# INPUT DATA:
--- START ---
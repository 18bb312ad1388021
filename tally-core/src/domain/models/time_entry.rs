use serde::{Deserialize, Serialize};
use time::{Date, OffsetDateTime};

use super::{EntryId, ProjectId, TaskId, UserId};

/// A time entry as last fetched from the provider.
///
/// This is an immutable snapshot; the live timer state derived from it lives
/// in [`RunningTimerView`](super::RunningTimerView).
#[derive(Debug, Clone, PartialEq, Serialize, Deserialize)]
#[serde(rename_all = "camelCase")]
pub struct TimeEntry {
    pub id: EntryId,
    pub user_id: UserId,
    pub project_id: ProjectId,
    pub project_name: String,
    pub task_id: TaskId,
    pub task_name: String,
    pub notes: String,
    /// Local civil date the entry is booked on.
    pub date: Date,
    pub is_running: bool,
    /// Accumulated hours at fetch time, including the running segment so far.
    pub hours: f64,
    #[serde(with = "time::serde::rfc3339::option")]
    pub timer_started_at: Option<OffsetDateTime>,
    #[serde(with = "time::serde::rfc3339::option")]
    pub created_at: Option<OffsetDateTime>,
}

impl TimeEntry {
    pub fn new(id: u64, user_id: u64, date: Date) -> Self {
        Self {
            id: EntryId::new(id),
            user_id: UserId::new(user_id),
            project_id: ProjectId::new(0),
            project_name: String::new(),
            task_id: TaskId::new(0),
            task_name: String::new(),
            notes: String::new(),
            date,
            is_running: false,
            hours: 0.0,
            timer_started_at: None,
            created_at: None,
        }
    }

    pub fn with_project(mut self, id: u64, name: impl Into<String>) -> Self {
        self.project_id = ProjectId::new(id);
        self.project_name = name.into();
        self
    }

    pub fn with_task(mut self, id: u64, name: impl Into<String>) -> Self {
        self.task_id = TaskId::new(id);
        self.task_name = name.into();
        self
    }

    pub fn with_notes(mut self, notes: impl Into<String>) -> Self {
        self.notes = notes.into();
        self
    }

    pub fn with_hours(mut self, hours: f64) -> Self {
        self.hours = hours;
        self
    }

    pub fn running_since(mut self, started_at: OffsetDateTime) -> Self {
        self.is_running = true;
        self.timer_started_at = Some(started_at);
        self
    }

    pub fn with_created_at(mut self, created_at: OffsetDateTime) -> Self {
        self.created_at = Some(created_at);
        self
    }

    /// When the current running segment began: the timer start, else creation time.
    pub fn segment_start(&self) -> Option<OffsetDateTime> {
        self.timer_started_at.or(self.created_at)
    }

    pub fn is_owned_by(&self, user_id: &UserId) -> bool {
        self.user_id == *user_id
    }

    /// True when the fields shown to the user differ.
    pub fn display_differs(&self, other: &TimeEntry) -> bool {
        self.notes != other.notes
            || self.project_id != other.project_id
            || self.project_name != other.project_name
            || self.task_id != other.task_id
            || self.task_name != other.task_name
    }

    /// "Project / Task" label.
    pub fn label(&self) -> String {
        format!("{} / {}", self.project_name, self.task_name)
    }
}

#[cfg(test)]
mod tests {
    use super::*;
    use time::macros::{date, datetime};

    #[test]
    fn segment_start_prefers_timer_start() {
        let entry = TimeEntry::new(1, 1, date!(2025 - 09 - 18))
            .with_created_at(datetime!(2025-09-18 08:00 UTC))
            .running_since(datetime!(2025-09-18 09:30 UTC));
        assert_eq!(entry.segment_start(), Some(datetime!(2025-09-18 09:30 UTC)));

        let created_only =
            TimeEntry::new(2, 1, date!(2025 - 09 - 18)).with_created_at(datetime!(2025-09-18 08:00 UTC));
        assert_eq!(created_only.segment_start(), Some(datetime!(2025-09-18 08:00 UTC)));

        assert_eq!(TimeEntry::new(3, 1, date!(2025 - 09 - 18)).segment_start(), None);
    }

    #[test]
    fn display_differs_ignores_hours() {
        let entry = TimeEntry::new(1, 1, date!(2025 - 09 - 18))
            .with_project(10, "Website")
            .with_task(20, "Design")
            .with_notes("hero banner");

        assert!(!entry.display_differs(&entry.clone().with_hours(3.0)));
        assert!(entry.display_differs(&entry.clone().with_notes("footer")));
        assert!(entry.display_differs(&entry.clone().with_task(20, "Design review")));
    }
}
--- END ---
# PROBLEM TO WORK ON:
Please output the complete listing without any alteration.

# OUTPUT OF THE TASK:
repository 18bb312ad1388021
filename tally-core/src/domain/models/time_entry.rs
use serde::{Deserialize, Serialize};
use time::{Date, OffsetDateTime};

use super::{EntryId, ProjectId, TaskId, UserId};

/// A time entry as last fetched from the provider.
///
/// This is an immutable snapshot; the live timer state derived from it lives
/// in [`RunningTimerView`](super::RunningTimerView).
#[derive(Debug, Clone, PartialEq, Serialize, Deserialize)]
#[serde(rename_all = "camelCase")]
pub struct TimeEntry {
    pub id: EntryId,
    pub user_id: UserId,
    pub project_id: ProjectId,
    pub project_name: String,
    pub task_id: TaskId,
    pub task_name: String,
    pub notes: String,
    /// Local civil date the entry is booked on.
    pub date: Date,
    pub is_running: bool,
    /// Accumulated hours at fetch time, including the running segment so far.
    pub hours: f64,
    #[serde(with = "time::serde::rfc3339::option")]
    pub timer_started_at: Option<OffsetDateTime>,
    #[serde(with = "time::serde::rfc3339::option")]
    pub created_at: Option<OffsetDateTime>,
}

impl TimeEntry {
    pub fn new(id: u64, user_id: u64, date: Date) -> Self {
        Self {
            id: EntryId::new(id),
            user_id: UserId::new(user_id),
            project_id: ProjectId::new(0),
            project_name: String::new(),
            task_id: TaskId::new(0),
            task_name: String::new(),
            notes: String::new(),
            date,
            is_running: false,
            hours: 0.0,
            timer_started_at: None,
            created_at: None,
        }
    }

    pub fn with_project(mut self, id: u64, name: impl Into<String>) -> Self {
        self.project_id = ProjectId::new(id);
        self.project_name = name.into();
        self
    }

    pub fn with_task(mut self, id: u64, name: impl Into<String>) -> Self {
        self.task_id = TaskId::new(id);
        self.task_name = name.into();
        self
    }

    pub fn with_notes(mut self, notes: impl Into<String>) -> Self {
        self.notes = notes.into();
        self
    }

    pub fn with_hours(mut self, hours: f64) -> Self {
        self.hours = hours;
        self
    }

    pub fn running_since(mut self, started_at: OffsetDateTime) -> Self {
        self.is_running = true;
        self.timer_started_at = Some(started_at);
        self
    }

    pub fn with_created_at(mut self, created_at: OffsetDateTime) -> Self {
        self.created_at = Some(created_at);
        self
    }

    /// When the current running segment began: the timer start, else creation time.
    pub fn segment_start(&self) -> Option<OffsetDateTime> {
        self.timer_started_at.or(self.created_at)
    }

    pub fn is_owned_by(&self, user_id: &UserId) -> bool {
        self.user_id == *user_id
    }

    /// True when the fields shown to the user differ.
    pub fn display_differs(&self, other: &TimeEntry) -> bool {
        self.notes != other.notes
            || self.project_id != other.project_id
            || self.project_name != other.project_name
            || self.task_id != other.task_id
            || self.task_name != other.task_name
    }

    /// "Project / Task" label.
    pub fn label(&self) -> String {
        format!("{} / {}", self.project_name, self.task_name)
    }
}

#[cfg(test)]
mod tests {
    use super::*;
    use time::macros::{date, datetime};

    #[test]
    fn segment_start_prefers_timer_start() {
        let entry = TimeEntry::new(1, 1, date!(2025 - 09 - 18))
            .with_created_at(datetime!(2025-09-18 08:00 UTC))
            .running_since(datetime!(2025-09-18 09:30 UTC));
        assert_eq!(entry.segment_start(), Some(datetime!(2025-09-18 09:30 UTC)));

        let created_only =
            TimeEntry::new(2, 1, date!(2025 - 09 - 18)).with_created_at(datetime!(2025-09-18 08:00 UTC));
        assert_eq!(created_only.segment_start(), Some(datetime!(2025-09-18 08:00 UTC)));

        assert_eq!(TimeEntry::new(3, 1, date!(2025 - 09 - 18)).segment_start(), None);
    }

    #[test]
    fn display_differs_ignores_hours() {
        let entry = TimeEntry::new(1, 1, date!(2025 - 09 - 18))
            .with_project(10, "Website")
            .with_task(20, "Design")
            .with_notes("hero banner");

        assert!(!entry.display_differs(&entry.clone().with_hours(3.0)));
        assert!(entry.display_differs(&entry.clone().with_notes("footer")));
        assert!(entry.display_differs(&entry.clone().with_task(20, "Design review")));
    }
}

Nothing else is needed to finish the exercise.